On November 14th, Tufts ALLIES held its annual Civil Military Relations Conference (CMRC) virtually on “Securing the Final Frontier: The 21st Century Space Race”. The conference covered issues surrounding the unique security challenges of the space domain along with the newly created US Space Force. This year’s keynote speaker was Paul Szymanski, an expert with extensive experience in all fields related to space control: policy, strategy, simulations, surveillance, survivability, threat assessment, long-range strategic planning, and command and control. In addition, he has a comprehensive experience base, having worked directly with multiple services (Air Force, Army, Navy, Marines), civilian agencies (NASA, DARPA, FEMA), and from the Pentagon (Secretary of the Air Force) to systems development (Space and Missile Systems Center), technology development (Air Force Research Lab) to operational field test (China Lake Naval Test Center).

Mr. Szymanski has also participated in fifteen different military exercises involving space and terrestrial war-fighting operations in simulated Battle Management, Command and Control (BMC2) centers. Many of these were at the Joint and Combined (international allies) integrated levels of engagement.

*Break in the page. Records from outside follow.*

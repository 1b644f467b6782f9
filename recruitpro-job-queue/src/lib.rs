//! Background job queue used by the RecruitPro backend.
//!
//! Producers create a durable job record and push a lightweight reference
//! onto an in-memory FIFO channel; a single background worker dequeues,
//! looks the job type up in a typed executor registry, and runs the
//! executor. Executors own their record's status transitions
//! (`pending -> running -> completed|failed`); the worker only keeps
//! coarse observability counters. Completion is observed by polling the
//! record store or, opportunistically, through the at-most-once
//! [`JobNotifier`] event stream.
//!
//! # Architecture
//!
//! - [`JobQueue`] - producer handle: enqueue, create records, read stats
//! - [`Worker`] - the single consumer loop, spawned once per process
//! - [`JobExecutor`] - trait implemented by each concrete job type
//! - [`JobContext`] - services handed to executors (db, queue, notifier)
//! - [`JobNotifier`] - fire-and-forget terminal-state events
//!
//! # Example
//!
//! ```rust,no_run
//! use recruitpro_db::{create_pool, DbConnectionConfig};
//! use recruitpro_job_queue::{
//!     JobContext, JobNotifier, JobQueue, NoOpExecutor, Worker, WorkerOptions,
//! };
//! use serde_json::json;
//!
//! #[tokio::main]
//! async fn main() -> Result<(), Box<dyn std::error::Error>> {
//!     let pool = create_pool(&DbConnectionConfig::new("sqlite::memory:")).await?;
//!     recruitpro_db::MIGRATOR.run(&pool).await?;
//!
//!     let notifier = JobNotifier::default();
//!     let (queue, receiver) = JobQueue::channel(notifier.clone());
//!     let ctx = JobContext::new(pool.clone(), queue.clone(), notifier);
//!
//!     // Executors register before the worker starts consuming.
//!     queue.register(NoOpExecutor::new("queue.noop")).await;
//!     let worker = Worker::spawn(receiver, ctx, WorkerOptions::default());
//!
//!     let created = queue.create_job(&pool, "queue.noop", json!({})).await?;
//!     println!("enqueued job {}", created.job_id);
//!
//!     worker.shutdown().await;
//!     Ok(())
//! }
//! ```

mod error;
mod executor;
mod notify;
mod queue;
mod registry;
mod types;
mod worker;

pub use error::JobQueueError;
pub use executor::{JobContext, JobExecutor, NoOpExecutor};
pub use notify::JobNotifier;
pub use queue::{JobQueue, JobReceiver};
pub use registry::ExecutorRegistry;
pub use types::{
    EnqueueResult, JobEvent, JobRequest, JobStatus, LastJob, QueueStats, PAYLOAD_JOB_ID,
};
pub use worker::{Worker, WorkerHandle, WorkerOptions};

// Re-export async_trait for convenience when implementing JobExecutor
pub use async_trait::async_trait;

Mr. Szymanski began his presentation with a simulation of a GPS satellite array, thus visualizing space assets and highlighting their importance to American security. He covered the decades-long history of space warfare as well as its various degrees of severity, from merely disrupting space operations to completely incapacitating satellites.

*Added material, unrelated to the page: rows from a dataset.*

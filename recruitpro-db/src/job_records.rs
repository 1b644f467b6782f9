//! Durable job record store.
//!
//! Every status transition is a conditional UPDATE keyed on the current
//! status, so the `pending -> running -> {completed|failed}` path is the
//! only one the database will accept. Callers learn whether their
//! transition actually happened from the returned flag and must treat a
//! `false` as "someone else already moved this record".

use chrono::{DateTime, Utc};
use sqlx::{Executor, Sqlite};
use uuid::Uuid;

use crate::pool::DbPool;

/// Status of a durable job record.
#[derive(
    Debug, Clone, Copy, PartialEq, Eq, Hash, serde::Serialize, serde::Deserialize, sqlx::Type,
)]
#[serde(rename_all = "lowercase")]
#[sqlx(rename_all = "lowercase")]
pub enum JobStatus {
    Pending,
    Running,
    Completed,
    Failed,
}

impl JobStatus {
    /// Returns true if this status represents a terminal state.
    #[inline]
    pub const fn is_terminal(self) -> bool {
        matches!(self, Self::Completed | Self::Failed)
    }
}

impl std::fmt::Display for JobStatus {
    fn fmt(&self, f: &mut std::fmt::Formatter<'_>) -> std::fmt::Result {
        f.write_str(match self {
            Self::Pending => "pending",
            Self::Running => "running",
            Self::Completed => "completed",
            Self::Failed => "failed",
        })
    }
}

impl std::str::FromStr for JobStatus {
    type Err = String;

    fn from_str(s: &str) -> Result<Self, Self::Err> {
        match s {
            "pending" => Ok(Self::Pending),
            "running" => Ok(Self::Running),
            "completed" => Ok(Self::Completed),
            "failed" => Ok(Self::Failed),
            other => Err(format!("unknown job status: {other}")),
        }
    }
}

/// One row of the `job_records` table.
///
/// `payload` and `result` hold JSON text; parsing to structured values is
/// left to the layer that needs it.
#[derive(Debug, Clone, serde::Serialize, serde::Deserialize, sqlx::FromRow)]
pub struct JobRecordRow {
    pub id: Uuid,
    pub job_type: String,
    pub status: JobStatus,
    pub payload: String,
    pub result: Option<String>,
    pub error: Option<String>,
    pub created_at: DateTime<Utc>,
    pub updated_at: DateTime<Utc>,
}

/// Insert a fresh record in the `pending` state.
pub async fn insert_pending<'e, E>(
    executor: E,
    id: &Uuid,
    job_type: &str,
    payload: &str,
) -> Result<(), sqlx::Error>
where
    E: Executor<'e, Database = Sqlite>,
{
    let now = Utc::now();
    sqlx::query(
        "INSERT INTO job_records (id, job_type, status, payload, result, error, created_at, updated_at) \
         VALUES (?, ?, 'pending', ?, NULL, NULL, ?, ?)",
    )
    .bind(id)
    .bind(job_type)
    .bind(payload)
    .bind(now)
    .bind(now)
    .execute(executor)
    .await?;
    Ok(())
}

pub async fn fetch_by_id<'e, E>(executor: E, id: &Uuid) -> Result<Option<JobRecordRow>, sqlx::Error>
where
    E: Executor<'e, Database = Sqlite>,
{
    sqlx::query_as::<_, JobRecordRow>(
        "SELECT id, job_type, status, payload, result, error, created_at, updated_at \
         FROM job_records WHERE id = ?",
    )
    .bind(id)
    .fetch_optional(executor)
    .await
}

/// Move `pending -> running`. Returns false if the record was missing or
/// already claimed; callers use this as the once-only execution gate.
pub async fn claim_pending<'e, E>(executor: E, id: &Uuid) -> Result<bool, sqlx::Error>
where
    E: Executor<'e, Database = Sqlite>,
{
    let affected = sqlx::query(
        "UPDATE job_records SET status = 'running', updated_at = ? \
         WHERE id = ? AND status = 'pending'",
    )
    .bind(Utc::now())
    .bind(id)
    .execute(executor)
    .await?
    .rows_affected();
    Ok(affected == 1)
}

/// Move `running -> completed` and store the result JSON.
pub async fn mark_completed<'e, E>(
    executor: E,
    id: &Uuid,
    result: &str,
) -> Result<bool, sqlx::Error>
where
    E: Executor<'e, Database = Sqlite>,
{
    let affected = sqlx::query(
        "UPDATE job_records SET status = 'completed', result = ?, updated_at = ? \
         WHERE id = ? AND status = 'running'",
    )
    .bind(result)
    .bind(Utc::now())
    .bind(id)
    .execute(executor)
    .await?
    .rows_affected();
    Ok(affected == 1)
}

/// Move `running -> failed` and store the error description.
pub async fn mark_failed<'e, E>(executor: E, id: &Uuid, error: &str) -> Result<bool, sqlx::Error>
where
    E: Executor<'e, Database = Sqlite>,
{
    let affected = sqlx::query(
        "UPDATE job_records SET status = 'failed', error = ?, updated_at = ? \
         WHERE id = ? AND status = 'running'",
    )
    .bind(error)
    .bind(Utc::now())
    .bind(id)
    .execute(executor)
    .await?
    .rows_affected();
    Ok(affected == 1)
}

/// Records stuck in `running` with no update since `cutoff`, oldest first.
pub async fn stale_running<'e, E>(
    executor: E,
    cutoff: DateTime<Utc>,
) -> Result<Vec<Uuid>, sqlx::Error>
where
    E: Executor<'e, Database = Sqlite>,
{
    sqlx::query_scalar::<_, Uuid>(
        "SELECT id FROM job_records WHERE status = 'running' AND updated_at < ? \
         ORDER BY updated_at ASC",
    )
    .bind(cutoff)
    .fetch_all(executor)
    .await
}

/// All `pending` records, in creation order. Used by the startup
/// reconciliation step to rebuild the in-memory queue.
pub async fn pending_jobs<'e, E>(executor: E) -> Result<Vec<JobRecordRow>, sqlx::Error>
where
    E: Executor<'e, Database = Sqlite>,
{
    sqlx::query_as::<_, JobRecordRow>(
        "SELECT id, job_type, status, payload, result, error, created_at, updated_at \
         FROM job_records WHERE status = 'pending' ORDER BY created_at ASC, id ASC",
    )
    .fetch_all(executor)
    .await
}

/// List records most recent first with optional filters and pagination.
pub async fn list(
    pool: &DbPool,
    job_type: Option<&str>,
    status: Option<JobStatus>,
    limit: i64,
    offset: i64,
) -> Result<Vec<JobRecordRow>, sqlx::Error> {
    let mut query = String::from(
        "SELECT id, job_type, status, payload, result, error, created_at, updated_at \
         FROM job_records",
    );
    push_filters(&mut query, job_type.is_some(), status.is_some());
    query.push_str(" ORDER BY created_at DESC, id DESC LIMIT ? OFFSET ?");

    let mut q = sqlx::query_as::<_, JobRecordRow>(&query);
    if let Some(job_type) = job_type {
        q = q.bind(job_type);
    }
    if let Some(status) = status {
        q = q.bind(status);
    }
    q.bind(limit).bind(offset).fetch_all(pool).await
}

/// Count records matching the same filters as [`list`].
pub async fn count(
    pool: &DbPool,
    job_type: Option<&str>,
    status: Option<JobStatus>,
) -> Result<i64, sqlx::Error> {
    let mut query = String::from("SELECT COUNT(*) FROM job_records");
    push_filters(&mut query, job_type.is_some(), status.is_some());

    let mut q = sqlx::query_scalar::<_, i64>(&query);
    if let Some(job_type) = job_type {
        q = q.bind(job_type);
    }
    if let Some(status) = status {
        q = q.bind(status);
    }
    q.fetch_one(pool).await
}

/// Delete all terminal records, returning how many were removed.
pub async fn delete_terminal<'e, E>(executor: E) -> Result<u64, sqlx::Error>
where
    E: Executor<'e, Database = Sqlite>,
{
    let affected = sqlx::query("DELETE FROM job_records WHERE status IN ('completed', 'failed')")
        .execute(executor)
        .await?
        .rows_affected();
    Ok(affected)
}

fn push_filters(query: &mut String, by_type: bool, by_status: bool) {
    match (by_type, by_status) {
        (true, true) => query.push_str(" WHERE job_type = ? AND status = ?"),
        (true, false) => query.push_str(" WHERE job_type = ?"),
        (false, true) => query.push_str(" WHERE status = ?"),
        (false, false) => {}
    }
}

#[cfg(test)]
mod tests {
    use super::*;
    use sqlx::sqlite::SqlitePoolOptions;

    async fn test_pool() -> DbPool {
        // A single connection keeps the in-memory database shared across queries.
        let pool = SqlitePoolOptions::new()
            .max_connections(1)
            .connect("sqlite::memory:")
            .await
            .expect("open in-memory database");
        crate::MIGRATOR.run(&pool).await.expect("run migrations");
        pool
    }

    #[tokio::test]
    async fn insert_and_fetch_roundtrip() {
        let pool = test_pool().await;
        let id = Uuid::new_v4();
        insert_pending(&pool, &id, "queue.echo", r#"{"value":42}"#)
            .await
            .unwrap();

        let row = fetch_by_id(&pool, &id).await.unwrap().expect("row");
        assert_eq!(row.id, id);
        assert_eq!(row.job_type, "queue.echo");
        assert_eq!(row.status, JobStatus::Pending);
        assert_eq!(row.payload, r#"{"value":42}"#);
        assert!(row.result.is_none());
        assert!(row.error.is_none());
    }

    #[tokio::test]
    async fn transitions_follow_the_only_valid_path() {
        let pool = test_pool().await;
        let id = Uuid::new_v4();
        insert_pending(&pool, &id, "queue.echo", "{}").await.unwrap();

        // completed/failed require a running record
        assert!(!mark_completed(&pool, &id, "{}").await.unwrap());
        assert!(!mark_failed(&pool, &id, "nope").await.unwrap());

        assert!(claim_pending(&pool, &id).await.unwrap());
        // claiming twice does not work
        assert!(!claim_pending(&pool, &id).await.unwrap());

        assert!(mark_completed(&pool, &id, r#"{"ok":true}"#).await.unwrap());
        let row = fetch_by_id(&pool, &id).await.unwrap().unwrap();
        assert_eq!(row.status, JobStatus::Completed);
        assert_eq!(row.result.as_deref(), Some(r#"{"ok":true}"#));
        assert!(row.error.is_none());
    }

    #[tokio::test]
    async fn terminal_records_never_move() {
        let pool = test_pool().await;
        let id = Uuid::new_v4();
        insert_pending(&pool, &id, "queue.echo", "{}").await.unwrap();
        assert!(claim_pending(&pool, &id).await.unwrap());
        assert!(mark_failed(&pool, &id, "boom").await.unwrap());

        assert!(!claim_pending(&pool, &id).await.unwrap());
        assert!(!mark_completed(&pool, &id, "{}").await.unwrap());
        assert!(!mark_failed(&pool, &id, "again").await.unwrap());

        let row = fetch_by_id(&pool, &id).await.unwrap().unwrap();
        assert_eq!(row.status, JobStatus::Failed);
        assert_eq!(row.error.as_deref(), Some("boom"));
        assert!(row.result.is_none());
    }

    #[tokio::test]
    async fn stale_running_finds_only_old_records() {
        let pool = test_pool().await;

        let fresh = Uuid::new_v4();
        insert_pending(&pool, &fresh, "queue.echo", "{}").await.unwrap();
        assert!(claim_pending(&pool, &fresh).await.unwrap());

        let stale = Uuid::new_v4();
        insert_pending(&pool, &stale, "queue.echo", "{}").await.unwrap();
        assert!(claim_pending(&pool, &stale).await.unwrap());
        let long_ago = Utc::now() - chrono::Duration::hours(2);
        sqlx::query("UPDATE job_records SET updated_at = ? WHERE id = ?")
            .bind(long_ago)
            .bind(stale)
            .execute(&pool)
            .await
            .unwrap();

        let cutoff = Utc::now() - chrono::Duration::minutes(10);
        let ids = stale_running(&pool, cutoff).await.unwrap();
        assert_eq!(ids, vec![stale]);
    }

    #[tokio::test]
    async fn list_filters_and_paginates() {
        let pool = test_pool().await;
        for i in 0..5 {
            let id = Uuid::new_v4();
            let job_type = if i % 2 == 0 { "queue.echo" } else { "other" };
            insert_pending(&pool, &id, job_type, "{}").await.unwrap();
        }

        let all = list(&pool, None, None, 10, 0).await.unwrap();
        assert_eq!(all.len(), 5);

        let echoes = list(&pool, Some("queue.echo"), None, 10, 0).await.unwrap();
        assert_eq!(echoes.len(), 3);
        assert!(echoes.iter().all(|r| r.job_type == "queue.echo"));

        let page = list(&pool, None, None, 2, 2).await.unwrap();
        assert_eq!(page.len(), 2);

        assert_eq!(count(&pool, None, None).await.unwrap(), 5);
        assert_eq!(count(&pool, Some("other"), None).await.unwrap(), 2);
        assert_eq!(
            count(&pool, None, Some(JobStatus::Pending)).await.unwrap(),
            5
        );
    }

    #[tokio::test]
    async fn delete_terminal_keeps_active_records() {
        let pool = test_pool().await;

        let done = Uuid::new_v4();
        insert_pending(&pool, &done, "queue.echo", "{}").await.unwrap();
        assert!(claim_pending(&pool, &done).await.unwrap());
        assert!(mark_completed(&pool, &done, "{}").await.unwrap());

        let waiting = Uuid::new_v4();
        insert_pending(&pool, &waiting, "queue.echo", "{}").await.unwrap();

        assert_eq!(delete_terminal(&pool).await.unwrap(), 1);
        assert!(fetch_by_id(&pool, &done).await.unwrap().is_none());
        assert!(fetch_by_id(&pool, &waiting).await.unwrap().is_some());
    }
}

Mr. Szymanski also explained the unique aspects of space warfare. For examples, space battles are brief (often less than 24 hours) and involve satellites with limited mobility. To impact the conflict’s outcome, space assets have to be at the right place at the right time, stressing the importance of prior planning and limiting the involvement of external support. Space conflicts also have long term consequences, such as prompting revisions to international law and creating space debris fields. Politicians and military leaders will need to consider these lasting effects should they engage in space warfare.

The presentation was followed by a Q&A session, with the audience asking questions covering the viability of conventional weapons in space and how protected are private satellites in conflict among other topics.